(Dataset entries)

★ ★ ★ ★

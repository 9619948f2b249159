//! Domain routes: availability, quotes, purchase, connect and listing.

use axum::{
    extract::{Extension, Path, State},
    Json,
};
use mailstack_billing::{
    CheckoutRedirect, Domain, DomainAvailability, DomainConnectReport, DomainPurchaseReport,
    DomainQuote,
};
use uuid::Uuid;
use mailstack_shared::PaymentMethod;
use serde::{Deserialize, Serialize};

use crate::{
    auth::AuthUser,
    error::{ApiError, ApiResult},
    state::AppState,
};

#[derive(Debug, Deserialize)]
pub struct CheckRequest {
    pub domains: Vec<String>,
}

#[derive(Debug, Deserialize)]
pub struct QuoteRequest {
    pub domains: Vec<String>,
    pub years: Option<u32>,
}

#[derive(Debug, Deserialize)]
pub struct PurchaseRequest {
    pub domains: Vec<String>,
    pub years: Option<u32>,
    pub payment_method: PaymentMethod,
}

#[derive(Debug, Serialize)]
#[serde(tag = "result", rename_all = "snake_case")]
pub enum PurchaseResponse {
    Purchased { report: DomainPurchaseReport },
    Checkout { redirect: CheckoutRedirect },
}

pub async fn check_domains(
    State(state): State<AppState>,
    Json(req): Json<CheckRequest>,
) -> ApiResult<Json<Vec<DomainAvailability>>> {
    let results = state.billing.domains.check(&req.domains).await?;
    Ok(Json(results))
}

pub async fn quote_domains(
    State(state): State<AppState>,
    Json(req): Json<QuoteRequest>,
) -> ApiResult<Json<Vec<DomainQuote>>> {
    let quotes = state
        .billing
        .domains
        .quote(&req.domains, req.years.unwrap_or(1))
        .await?;
    Ok(Json(quotes))
}

/// Buy domains. Wallet purchases register immediately with per-domain
/// failure reporting; Stripe purchases defer registration to the webhook.
pub async fn purchase_domains(
    State(state): State<AppState>,
    Extension(auth_user): Extension<AuthUser>,
    Json(req): Json<PurchaseRequest>,
) -> ApiResult<Json<PurchaseResponse>> {
    if req.domains.is_empty() {
        return Err(ApiError::Validation("no domains given".into()));
    }
    let years = req.years.unwrap_or(1);

    match req.payment_method {
        PaymentMethod::Wallet => {
            let report = state
                .billing
                .domains
                .purchase_with_wallet(auth_user.user_id, &req.domains, years)
                .await?;
            Ok(Json(PurchaseResponse::Purchased { report }))
        }
        PaymentMethod::Stripe => {
            let quotes = state.billing.domains.quote(&req.domains, years).await?;
            let total_cents: i64 = quotes.iter().map(|q| q.price_cents).sum();

            let redirect = state
                .billing
                .checkout
                .domain_session(auth_user.user_id, &req.domains, years, total_cents)
                .await?;
            Ok(Json(PurchaseResponse::Checkout { redirect }))
        }
    }
}

#[derive(Debug, Deserialize)]
pub struct ConnectRequest {
    pub domains: Vec<String>,
}

#[derive(Debug, Deserialize)]
pub struct RedirectRequest {
    pub domain_ids: Vec<Uuid>,
    pub redirect_url: Option<String>,
}

#[derive(Debug, Serialize)]
pub struct RedirectResponse {
    pub updated: u64,
}

/// Bring user-owned domains into the account. Capacity is bounded by the
/// user's paid Gsuite mailbox slots.
pub async fn connect_domains(
    State(state): State<AppState>,
    Extension(auth_user): Extension<AuthUser>,
    Json(req): Json<ConnectRequest>,
) -> ApiResult<Json<DomainConnectReport>> {
    let report = state
        .billing
        .domains
        .connect(auth_user.user_id, &req.domains)
        .await?;
    Ok(Json(report))
}

pub async fn disconnect_domain(
    State(state): State<AppState>,
    Extension(auth_user): Extension<AuthUser>,
    Path(domain_id): Path<Uuid>,
) -> ApiResult<Json<serde_json::Value>> {
    state
        .billing
        .domains
        .disconnect(auth_user.user_id, domain_id)
        .await?;
    Ok(Json(serde_json::json!({ "disconnected": domain_id })))
}

pub async fn set_redirect(
    State(state): State<AppState>,
    Extension(auth_user): Extension<AuthUser>,
    Json(req): Json<RedirectRequest>,
) -> ApiResult<Json<RedirectResponse>> {
    let updated = state
        .billing
        .domains
        .set_redirect(auth_user.user_id, &req.domain_ids, req.redirect_url)
        .await?;
    Ok(Json(RedirectResponse { updated }))
}

pub async fn list_domains(
    State(state): State<AppState>,
    Extension(auth_user): Extension<AuthUser>,
) -> ApiResult<Json<Vec<Domain>>> {
    let domains = state.billing.domains.list(auth_user.user_id).await?;
    Ok(Json(domains))
}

★ ★ ★ ★

--- Work to complete ---
The answer must consist of every line from the records above that holds "into".

--- Response box ---
        return Err(ApiError::Validation("no domains given".into()));
/// Bring user-owned domains into the account. Capacity is bounded by the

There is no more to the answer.